It’s been a very subtle change, but “lockdown” is almost a forgotten word now, for Ireland’s chattering classes. We don’t mention it anymore. It’s just one of those things that happened, far back in the mists of time, and – like all Irish tragedies – it’s more something that happened to us rather than something which we did to ourselves. “Ah, lockdown was terrible”, we say, wistfully, when we think or talk about it at all.
It’s important that lessons are learned. And, in truth, they have been learned, but very quietly. There is nobody working in public health policy in Ireland who expects that another covid wave (like the one they are having in the United States at the moment) will result in another lockdown. Quietly – so very quietly that the silence is the giveaway – our policymakers realise that locking down as hard as we did, for as long as we did, was an error. Quietly, they realise (and, in conversation, will ruefully admit) that some of the madder things like the 9 euro meal are mortifyingly embarrassing in retrospect. We got “caught up in it all”, as one sheepish TD said to me, not long ago.

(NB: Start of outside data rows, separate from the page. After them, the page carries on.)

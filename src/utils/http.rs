use std::time::Duration;

use reqwest::Client;

/// Upper bounds on every outbound call, so a peer that accepts the
/// connection and never answers still yields an outcome.
#[derive(Debug, Clone, Copy, PartialEq, Eq)]
pub struct HttpTimeouts {
    pub connect: Duration,
    pub request: Duration,
}

impl Default for HttpTimeouts {
    fn default() -> Self {
        Self {
            connect: Duration::from_secs(5),
            request: Duration::from_secs(15),
        }
    }
}

pub fn build_client(timeouts: HttpTimeouts) -> Result<Client, String> {
    Client::builder()
        .user_agent(concat!("customer-registration/", env!("CARGO_PKG_VERSION")))
        .connect_timeout(timeouts.connect)
        .timeout(timeouts.request)
        .build()
        .map_err(|e| e.to_string())
}
use async_trait::async_trait;
use chrono::NaiveDate;
use log::warn;

#[derive(Debug, Clone, Copy, PartialEq)]
pub struct Coordinates {
    pub latitude: f64,
    pub longitude: f64,
}

/// Field values as they stand when the user hits submit.
#[derive(Debug, Clone)]
pub struct FormFields {
    pub full_name: String,
    pub email: String,
    pub phone: String,
    pub gender: String,
    pub dob: NaiveDate,
    pub address: String,
    pub password: String,
    pub confirm_password: String,
    pub position: Option<Coordinates>,
}

impl FormFields {
    pub fn passwords_match(&self) -> bool {
        self.password == self.confirm_password
    }

    /// Fills the coordinate fields from `provider`. A refused or missing
    /// position leaves whatever was there before and never blocks submission.
    pub async fn apply_position(&mut self, provider: &dyn GeolocationProvider) {
        match provider.current_position().await {
            Ok(position) => self.position = Some(position),
            Err(e) => warn!("Error getting location: {}", e),
        }
    }
}

#[async_trait]
pub trait GeolocationProvider: Send + Sync {
    async fn current_position(&self) -> Result<Coordinates, String>;
}

/// A position the caller already knows, e.g. passed on the command line.
pub struct FixedPosition(pub Coordinates);

#[async_trait]
impl GeolocationProvider for FixedPosition {
    async fn current_position(&self) -> Result<Coordinates, String> {
        Ok(self.0)
    }
}

pub struct NoGeolocation;

#[async_trait]
impl GeolocationProvider for NoGeolocation {
    async fn current_position(&self) -> Result<Coordinates, String> {
        Err("Geolocation is not supported on this client".to_string())
    }
}

/// Client environment metadata. Never user-entered.
#[derive(Debug, Clone, PartialEq)]
pub struct DeviceContext {
    pub user_agent: String,
    pub platform: String,
    pub screen_width: u32,
    pub screen_height: u32,
}

impl DeviceContext {
    pub fn current(screen_width: u32, screen_height: u32) -> Self {
        Self {
            user_agent: format!("customer-registration/{}", env!("CARGO_PKG_VERSION")),
            platform: std::env::consts::OS.to_string(),
            screen_width,
            screen_height,
        }
    }

    pub fn screen_resolution(&self) -> String {
        format!("{}x{}", self.screen_width, self.screen_height)
    }
}
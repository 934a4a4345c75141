pub mod dispatcher;
pub mod submit;
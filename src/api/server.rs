use log::info;
use tokio::{net::TcpListener, signal};

use crate::api::{router, routes::AppState};
use crate::config::ServerConfig;
use crate::db::pool::{connect, ensure_schema};

pub async fn start_server(config: ServerConfig) -> Result<(), String> {
    info!("Connecting to database...");
    let pool = connect(&config.database_url()?, config.pool_size).await?;
    ensure_schema(&pool).await?;

    let app = router(AppState {
        pool: pool.clone(),
        mode: config.mode,
    });

    let address = format!("0.0.0.0:{}", config.port);
    let listener = TcpListener::bind(&address)
        .await
        .map_err(|e| format!("Failed to bind {}: {}", address, e))?;

    info!("Server running on port {}", config.port);
    info!("Environment: {}", config.mode);

    axum::serve(listener, app)
        .with_graceful_shutdown(shutdown_signal())
        .await
        .map_err(|e| e.to_string())?;

    pool.close().await;
    info!("Server shut down");
    Ok(())
}

async fn shutdown_signal() {
    let ctrl_c = async {
        match signal::ctrl_c().await {
            Ok(()) => info!("Received Ctrl+C, shutting down"),
            Err(_) => std::future::pending::<()>().await,
        }
    };

    #[cfg(unix)]
    let terminate = async {
        use tokio::signal::unix::{signal, SignalKind};

        match signal(SignalKind::terminate()) {
            Ok(mut stream) => {
                stream.recv().await;
                info!("Received terminate signal, shutting down");
            }
            Err(_) => std::future::pending::<()>().await,
        }
    };

    #[cfg(not(unix))]
    let terminate = std::future::pending::<()>();

    tokio::select! {
        _ = ctrl_c => {},
        _ = terminate => {},
    }
}
use axum::{
    http::StatusCode,
    response::{IntoResponse, Response},
    Json,
};
use serde::Serialize;
use thiserror::Error;

#[derive(Error, Debug)]
pub enum ApiError {
    #[error("Malformed payload: {0}")]
    MalformedPayload(String),

    /// `detail` is already filtered by the runtime mode.
    #[error("{message}")]
    Database {
        message: &'static str,
        detail: Option<String>,
    },
}

#[derive(Serialize)]
struct ErrorBody {
    success: bool,
    message: String,
    #[serde(skip_serializing_if = "Option::is_none")]
    error: Option<String>,
}

impl IntoResponse for ApiError {
    fn into_response(self) -> Response {
        let (status, body) = match self {
            ApiError::MalformedPayload(detail) => (
                StatusCode::BAD_REQUEST,
                ErrorBody {
                    success: false,
                    message: "Malformed payload".to_string(),
                    error: Some(detail),
                },
            ),
            ApiError::Database { message, detail } => (
                StatusCode::INTERNAL_SERVER_ERROR,
                ErrorBody {
                    success: false,
                    message: message.to_string(),
                    error: detail,
                },
            ),
        };

        (status, Json(body)).into_response()
    }
}
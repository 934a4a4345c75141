use chrono::{DateTime, Utc};

use crate::registration_backend::record::capture::{DeviceContext, FormFields};
use crate::registration_backend::record::types::{DeviceInfo, SubmissionRecord};

/// Identifier and timestamp assigned to a submission.
#[derive(Debug, Clone, Copy, PartialEq, Eq)]
pub struct SubmissionStamp {
    pub id: i64,
    pub submitted_at: DateTime<Utc>,
}

impl SubmissionStamp {
    /// Millisecond wall-clock id. Two clients submitting in the same
    /// millisecond get the same id; nothing here detects that.
    pub fn now() -> Self {
        Self::at(Utc::now())
    }

    pub fn at(submitted_at: DateTime<Utc>) -> Self {
        Self {
            id: submitted_at.timestamp_millis(),
            submitted_at,
        }
    }
}

/// Assembles the canonical record. Callers gate on
/// [`FormFields::passwords_match`] before getting here.
pub fn build_record(
    fields: &FormFields,
    device: &DeviceContext,
    stamp: SubmissionStamp,
) -> SubmissionRecord {
    SubmissionRecord {
        id: stamp.id,
        full_name: fields.full_name.clone(),
        email: fields.email.clone(),
        phone: fields.phone.clone(),
        gender: fields.gender.clone(),
        dob: fields.dob,
        address: fields.address.clone(),
        password: fields.password.clone(),
        latitude: fields.position.map(|p| p.latitude),
        longitude: fields.position.map(|p| p.longitude),
        device_info: DeviceInfo {
            user_agent: device.user_agent.clone(),
            platform: device.platform.clone(),
            screen_resolution: device.screen_resolution(),
        },
        submission_date: stamp.submitted_at,
    }
}
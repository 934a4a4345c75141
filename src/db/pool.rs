use log::info;
use sqlx::any::{install_default_drivers, AnyPoolOptions};
use sqlx::AnyPool;

// VARCHAR only: MySQL reports TEXT columns as blobs, which the Any driver
// will not decode into String.
const CREATE_CUSTOMERS: &str = "CREATE TABLE IF NOT EXISTS customers (
    id BIGINT PRIMARY KEY,
    full_name VARCHAR(255) NOT NULL,
    email VARCHAR(255) NOT NULL,
    phone VARCHAR(32) NOT NULL,
    gender VARCHAR(32) NOT NULL,
    dob VARCHAR(32) NOT NULL,
    address VARCHAR(1024) NOT NULL,
    password VARCHAR(255) NOT NULL,
    latitude DOUBLE,
    longitude DOUBLE,
    user_agent VARCHAR(1024) NOT NULL,
    platform VARCHAR(255) NOT NULL,
    screen_resolution VARCHAR(32) NOT NULL,
    submission_date VARCHAR(32) NOT NULL
)";

/// Opens the shared pool. Connecting eagerly doubles as the startup
/// connection test.
pub async fn connect(database_url: &str, max_connections: u32) -> Result<AnyPool, String> {
    install_default_drivers();

    let pool = AnyPoolOptions::new()
        .max_connections(max_connections)
        .connect(database_url)
        .await
        .map_err(|e| e.to_string())?;

    info!("Database connected successfully");
    Ok(pool)
}

pub async fn ensure_schema(pool: &AnyPool) -> Result<(), String> {
    sqlx::query(CREATE_CUSTOMERS)
        .execute(pool)
        .await
        .map_err(|e| e.to_string())?;

    Ok(())
}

The problem, basically, is that while we may have agreed to forget lockdown, it has not agreed to forget us. The chaos at the airport this weekend, for example, was a direct consequence of two years of policymaking which forced the airport to shed qualified staff by the boatload. Not unreasonably, many of those staff found other things to do. Now, when they are needed, the airport is chronically understaffed. These problems did not occur at Dublin Airport at any time before covid. Post covid, the airport is in crisis. You can draw a direct line between the policy, and the outcomes. Airport chaos is a direct result of two years of lockdown – a policy which will be remembered in time as amongst the most disastrous ever enacted in the west.
This, Ministers say, is embarrassing for the country. They are right about that. But Ministers are very good at assigning blame elsewhere and asking Dublin Airport Authority to “take responsibility”. It’s about time that they took some themselves.
It’s also, frankly, about time that the public took some responsibility themselves. Many of those stranded yesterday – not all, but many – will have contributed unknowingly to missing their own holiday, by doing things like lying to pollsters about their desire for more restrictions, even as they ignored many restrictions themselves because sure, they were personally “careful”.
All of this is one of the reasons that we need a full, proper, covid enquiry. The Taoiseach has said, not unreasonably, that he is unwilling to subject some officials to such an enquiry because he does not want, in a future crisis, people making decisions with one eye on what the enquiry might say about them later. Policymakers in NPHET and elsewhere, he says, acted in good faith. There is no reason to doubt that. It just misses the point.
That policymakers should act in good faith is, after all, the very least we should expect. Nor should we be especially concerned that from time to time, mistakes will have been made. What we should demand, though, is that those mistakes are acknowledged later, so that they might not be made again in the future.
A close look at Ireland’s covid death rates, for example, reveals that the total number of deaths in Ireland was only marginally higher in the pandemic than one might have expected in a normal year. Proponents of lockdown will argue, in their defence, that this proves that lockdown works. But that makes no sense, since a majority of adults ultimately became infected with covid despite those lockdowns. The low fatality rate points to a much simpler explanation: The fatality rate of covid was fairly overestimated to begin with, but unforgivably and systematically overestimated as the pandemic went on. The result was that a policy (lockdown) first introduced as a precaution against a deadly virus became entrenched because of a state policy of insisting that the virus was more deadly than it actually was.
Politicians, again, will admit this in private. But not in public. Perhaps they fear that the public will turn on them for it – though the risk of that is low, since the public were fully on board with what the politicians of all parties wanted.
The airport, in many ways, is the most trivial of long term consequences. In time, it will sort itself out. Politicians will be forced to act, because an airport that doesn’t work fatally undermines any sense that Government is competent. No, the bigger consequences will be quieter, and more deadly: The missed cancer screenings. The mental health deteriorations. The missed classes, and exams. The massive covid bill, which the public, as yet, haven’t really given any thought to.
We will adopt, as a country, the posture I mentioned in paragraph one: Because so many of us are guilty of having gone along with this, we will pretend that we had no choice, and that all of this was inflicted upon us from the outside. The truth, though, as the years progress, and the rotten legacy of lockdown emerges, will always be there: We did this to ourselves, and cheered it on.